The full set of entries below is to be returned unchanged.

- _Input for this task_

[Start of Attachment]

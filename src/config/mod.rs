//! Tool configuration — project-level settings and the persisted stack
//! environment the wizard edits.
//!
//! Project-level settings: `.deckhand.yaml` in the project directory
//! (compose file, env file, poll cadence — no secrets, safe to commit).
//! CLI flags override file values; a missing file means defaults.

pub mod store;
pub mod validate;

use std::path::{Path, PathBuf};

use serde::{Deserialize, Serialize};

pub use store::EnvStore;

/// Name of the optional per-project settings file.
const SETTINGS_FILE: &str = ".deckhand.yaml";

#[derive(Debug, Clone, Serialize, Deserialize)]
#[serde(default)]
pub struct DeckConfig {
    /// Compose file driving the stack.
    pub compose_file: PathBuf,
    /// Environment file the wizard edits and the engine consumes.
    pub env_file: PathBuf,
    /// Status poll interval in seconds.
    pub poll_secs: u64,
}

impl Default for DeckConfig {
    fn default() -> Self {
        Self {
            compose_file: PathBuf::from("docker-compose.yml"),
            env_file: PathBuf::from(".env"),
            poll_secs: 5,
        }
    }
}

impl DeckConfig {
    /// Load settings from `<dir>/.deckhand.yaml`, falling back to
    /// defaults when the file is missing or unreadable.
    pub fn load(dir: &Path) -> Self {
        match std::fs::read_to_string(dir.join(SETTINGS_FILE)) {
            Ok(content) => serde_yaml::from_str(&content).unwrap_or_default(),
            Err(_) => Self::default(),
        }
    }
}

#[cfg(test)]
mod tests {
    use super::*;
    use tempfile::TempDir;

    #[test]
    fn defaults_when_missing() {
        let dir = TempDir::new().unwrap();
        let cfg = DeckConfig::load(dir.path());
        assert_eq!(cfg.compose_file, PathBuf::from("docker-compose.yml"));
        assert_eq!(cfg.env_file, PathBuf::from(".env"));
        assert_eq!(cfg.poll_secs, 5);
    }

    #[test]
    fn partial_file_keeps_other_defaults() {
        let dir = TempDir::new().unwrap();
        std::fs::write(
            dir.path().join(SETTINGS_FILE),
            "compose_file: stack/compose.yml\n",
        )
        .unwrap();
        let cfg = DeckConfig::load(dir.path());
        assert_eq!(cfg.compose_file, PathBuf::from("stack/compose.yml"));
        assert_eq!(cfg.poll_secs, 5);
    }

    #[test]
    fn garbage_file_falls_back_to_defaults() {
        let dir = TempDir::new().unwrap();
        std::fs::write(dir.path().join(SETTINGS_FILE), ": not yaml [").unwrap();
        let cfg = DeckConfig::load(dir.path());
        assert_eq!(cfg.poll_secs, 5);
    }
}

[End of Attachment]

- _Output for this task_
filename src/config/mod.rs
//! Tool configuration — project-level settings and the persisted stack
//! environment the wizard edits.
//!
//! Project-level settings: `.deckhand.yaml` in the project directory
//! (compose file, env file, poll cadence — no secrets, safe to commit).
//! CLI flags override file values; a missing file means defaults.

pub mod store;
pub mod validate;

use std::path::{Path, PathBuf};

use serde::{Deserialize, Serialize};

pub use store::EnvStore;

/// Name of the optional per-project settings file.
const SETTINGS_FILE: &str = ".deckhand.yaml";

#[derive(Debug, Clone, Serialize, Deserialize)]
#[serde(default)]
pub struct DeckConfig {
    /// Compose file driving the stack.
    pub compose_file: PathBuf,
    /// Environment file the wizard edits and the engine consumes.
    pub env_file: PathBuf,
    /// Status poll interval in seconds.
    pub poll_secs: u64,
}

impl Default for DeckConfig {
    fn default() -> Self {
        Self {
            compose_file: PathBuf::from("docker-compose.yml"),
            env_file: PathBuf::from(".env"),
            poll_secs: 5,
        }
    }
}

impl DeckConfig {
    /// Load settings from `<dir>/.deckhand.yaml`, falling back to
    /// defaults when the file is missing or unreadable.
    pub fn load(dir: &Path) -> Self {
        match std::fs::read_to_string(dir.join(SETTINGS_FILE)) {
            Ok(content) => serde_yaml::from_str(&content).unwrap_or_default(),
            Err(_) => Self::default(),
        }
    }
}

#[cfg(test)]
mod tests {
    use super::*;
    use tempfile::TempDir;

    #[test]
    fn defaults_when_missing() {
        let dir = TempDir::new().unwrap();
        let cfg = DeckConfig::load(dir.path());
        assert_eq!(cfg.compose_file, PathBuf::from("docker-compose.yml"));
        assert_eq!(cfg.env_file, PathBuf::from(".env"));
        assert_eq!(cfg.poll_secs, 5);
    }

    #[test]
    fn partial_file_keeps_other_defaults() {
        let dir = TempDir::new().unwrap();
        std::fs::write(
            dir.path().join(SETTINGS_FILE),
            "compose_file: stack/compose.yml\n",
        )
        .unwrap();
        let cfg = DeckConfig::load(dir.path());
        assert_eq!(cfg.compose_file, PathBuf::from("stack/compose.yml"));
        assert_eq!(cfg.poll_secs, 5);
    }

    #[test]
    fn garbage_file_falls_back_to_defaults() {
        let dir = TempDir::new().unwrap();
        std::fs::write(dir.path().join(SETTINGS_FILE), ": not yaml [").unwrap();
        let cfg = DeckConfig::load(dir.path());
        assert_eq!(cfg.poll_secs, 5);
    }
}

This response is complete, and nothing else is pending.